Le détail de sa surface renforce cette lecture. Le bloc n’a rien d’une sculpture polie : il est sombre, cassé, irrégulier, avec des reflets brillants. C’est précisément cette matérialité brute qui fait son intérêt. Là où d’autres vestiges du jardin jouent sur le décor, celui-ci expose une ressource. Il montre le versant extractif du projet colonial : prélever, classer, présenter, rentabiliser.

Il faut rester prudent sur un point : les sources consultées identifient le bloc sur le plan patrimonial actuel et documentent le contexte minier du Tonkin, mais ne donnent pas encore l’historique complet de l’arrivée précise de ce bloc dans le jardin. La formulation la plus sûre est donc de parler d’un bloc d’anthracite signalé sur place comme venant du Tonkin, replacé dans l’histoire du Jardin colonial et de la mise en scène des ressources coloniales.

Le plan patrimonial du Jardin d’Agronomie Tropicale signale le bloc d’anthracite du Tonkin au numéro 13.
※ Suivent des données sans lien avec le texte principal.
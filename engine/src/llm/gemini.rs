use super::{Prompt, TextGenerator};
use crate::secrets::SecretString;
use crate::upstream::{check_status, UpstreamError};
use async_trait::async_trait;
use serde_json::json;
use std::time::Duration;

/// Google Gemini `generateContent` client
pub struct GeminiProvider {
    base_url: String,
    model: String,
    api_key: SecretString,
    client: reqwest::Client,
}

impl GeminiProvider {
    pub fn new(
        base_url: impl Into<String>,
        model: impl Into<String>,
        api_key: SecretString,
        timeout: Duration,
    ) -> Result<Self, UpstreamError> {
        let client = reqwest::Client::builder()
            .timeout(timeout)
            .build()
            .map_err(UpstreamError::from_reqwest)?;

        Ok(Self {
            base_url: base_url.into().trim_end_matches('/').to_string(),
            model: model.into(),
            api_key,
            client,
        })
    }
}

/// Concatenate the text parts of the first candidate.
fn extract_text(data: &serde_json::Value) -> Result<String, UpstreamError> {
    let candidate = data
        .get("candidates")
        .and_then(|c| c.as_array())
        .and_then(|c| c.first())
        .ok_or_else(|| UpstreamError::Parse("No candidates in response".to_string()))?;

    let parts = candidate
        .get("content")
        .and_then(|c| c.get("parts"))
        .and_then(|p| p.as_array())
        .ok_or_else(|| UpstreamError::Parse("No parts in candidate content".to_string()))?;

    let full_text: String = parts
        .iter()
        .filter_map(|part| part.get("text").and_then(|t| t.as_str()))
        .collect();

    if full_text.trim().is_empty() {
        let reason = candidate
            .get("finishReason")
            .and_then(|r| r.as_str())
            .unwrap_or("unknown");
        return Err(UpstreamError::Parse(format!(
            "Empty completion (finishReason: {})",
            reason
        )));
    }

    Ok(full_text.trim().to_string())
}

#[async_trait]
impl TextGenerator for GeminiProvider {
    fn name(&self) -> &str {
        "gemini"
    }

    async fn generate(&self, prompt: &Prompt) -> super::Result<String> {
        let url = format!(
            "{}/models/{}:generateContent?key={}",
            self.base_url,
            self.model,
            self.api_key.unsecure()
        );

        let mut payload = serde_json::Map::new();
        payload.insert(
            "contents".to_string(),
            json!([{ "role": "user", "parts": [{ "text": prompt.input }] }]),
        );
        if !prompt.system.is_empty() {
            payload.insert(
                "systemInstruction".to_string(),
                json!({ "parts": [{ "text": prompt.system }] }),
            );
        }

        tracing::debug!(model = %self.model, "Sending generateContent request");

        let response = self
            .client
            .post(&url)
            .header("Content-Type", "application/json")
            .json(&payload)
            .send()
            .await
            .map_err(UpstreamError::from_reqwest)?;

        let response = check_status(response).await?;

        let data: serde_json::Value = response
            .json()
            .await
            .map_err(|e| UpstreamError::Parse(e.to_string()))?;

        extract_text(&data)
    }
}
C’est ce qui en fait une cicatrice discrète. On pourrait le contourner sans le voir. Pourtant, ce morceau noir posé dans l’herbe condense une histoire lourde : celle d’un jardin parisien où les territoires colonisés étaient traduits en plantes, en décors, en objets et en matières premières. Le bloc d’anthracite du Tonkin n’est pas spectaculaire. Il est plus efficace que cela : il rappelle, sans phrase, que l’exposition coloniale était aussi une exposition de ressources.

Sources

  1. Plan patrimonial du Jardin d’Agronomie Tropicale René-Dumont, photographié sur place le 16 juin 2026. Le plan identifie le numéro 13 comme “Bloc d’anthracite du Tonkin”.
  2. “Jardin d’Agronomie Tropicale René-Dumont”, Ville de Paris. Source pour l’adresse, le jardin d’essai colonial créé en 1899, l’exposition coloniale de Nogent en 1907 et les informations pratiques.
  3. “Industrie minière en Indochine, années 1920. Mines d’anthracite de Hongay, province de Quang-Yen (Tonkin), appartenant à la Société Française des Charbonnages du Tonkin”, Agence économique de l’Indochine, 1929 — Gallica / BnF. Source iconographique et documentaire pour le contexte minier de l’anthracite tonkinois.
  4. Notice Mérimée PA00086585 — “Jardin d’Agronomie Tropicale, situé dans le bois de Vincennes”, Ministère de la Culture / POP. Source pour le contexte patrimonial du Jardin d’Agronomie Tropicale et ses vestiges protégés.